>>

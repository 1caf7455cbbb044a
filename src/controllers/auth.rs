use axum::{
    extract::State,
    http::StatusCode,
    response::IntoResponse,
    routing::post,
    Json, Router,
};
use serde::Deserialize;
use serde_json::json;
use std::sync::Arc;

use crate::models::{user::hash_password, User};
use crate::store;
use crate::AppState;

pub fn routes() -> Router<Arc<AppState>> {
    Router::new()
        .route("/signup", post(signup))
        .route("/login", post(login))
        .route("/logout", post(logout))
}

// POST /api/signup
#[derive(Debug, Deserialize)]
struct SignupRequest {
    username: String,
    email: String,
    password: String,
}

async fn signup(
    State(state): State<Arc<AppState>>,
    Json(req): Json<SignupRequest>,
) -> Result<impl IntoResponse, (StatusCode, String)> {
    if req.username.trim().is_empty() || req.email.trim().is_empty() || req.password.is_empty() {
        return Err((
            StatusCode::BAD_REQUEST,
            "username, email and password are required".to_string(),
        ));
    }

    let mut users = state.store.load_users().await;
    if users.iter().any(|u| u.email == req.email) {
        return Err((
            StatusCode::CONFLICT,
            "An account with this email already exists".to_string(),
        ));
    }

    let password_hash = hash_password(&req.password).map_err(|e| {
        tracing::error!("password hashing failed: {}", e);
        (
            StatusCode::INTERNAL_SERVER_ERROR,
            "Signup failed, please retry".to_string(),
        )
    })?;

    let user = User {
        id: store::next_user_id(&users),
        username: req.username.trim().to_string(),
        email: req.email.trim().to_string(),
        password_hash,
    };
    let user_id = user.id;
    users.push(user);

    if let Err(e) = state.store.save_users(&users).await {
        tracing::error!("failed to save users: {}", e);
        return Err((
            StatusCode::INTERNAL_SERVER_ERROR,
            "Signup failed, please retry".to_string(),
        ));
    }

    Ok((
        StatusCode::CREATED,
        Json(json!({
            "success": true,
            "message": "Account created, you can now log in",
            "user": { "id": user_id }
        })),
    ))
}

// POST /api/login
#[derive(Debug, Deserialize)]
struct LoginRequest {
    email: String,
    password: String,
}

async fn login(
    State(state): State<Arc<AppState>>,
    Json(req): Json<LoginRequest>,
) -> Result<impl IntoResponse, (StatusCode, String)> {
    let users = state.store.load_users().await;
    let user = users
        .iter()
        .find(|u| u.email == req.email)
        .filter(|u| u.verify_password(&req.password))
        .ok_or((
            StatusCode::UNAUTHORIZED,
            "Invalid email or password".to_string(),
        ))?;

    Ok((
        StatusCode::OK,
        Json(json!({
            "success": true,
            "message": "Logged in",
            "user": {
                "id": user.id,
                "username": user.username,
                "email": user.email
            }
        })),
    ))
}

// POST /api/logout
//
// Authentication is per-request Basic auth, so there is no server-side
// session to tear down; the client simply drops its credentials.
async fn logout() -> impl IntoResponse {
    (
        StatusCode::OK,
        Json(json!({ "success": true, "message": "Logged out" })),
    )
}
pub mod auth;
pub mod events;

use axum::Router;
use std::sync::Arc;

pub fn routes() -> Router<Arc<crate::AppState>> {
    Router::new()
        .merge(auth::routes())
        .merge(events::routes())
}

<<

### [PROBLEM]
Scan the entries for lines holding the string "IntoResponse", then copy every one of them.

### [OUTPUT OF THE EXERCISE]
    response::IntoResponse,
) -> Result<impl IntoResponse, (StatusCode, String)> {
) -> Result<impl IntoResponse, (StatusCode, String)> {
async fn logout() -> impl IntoResponse {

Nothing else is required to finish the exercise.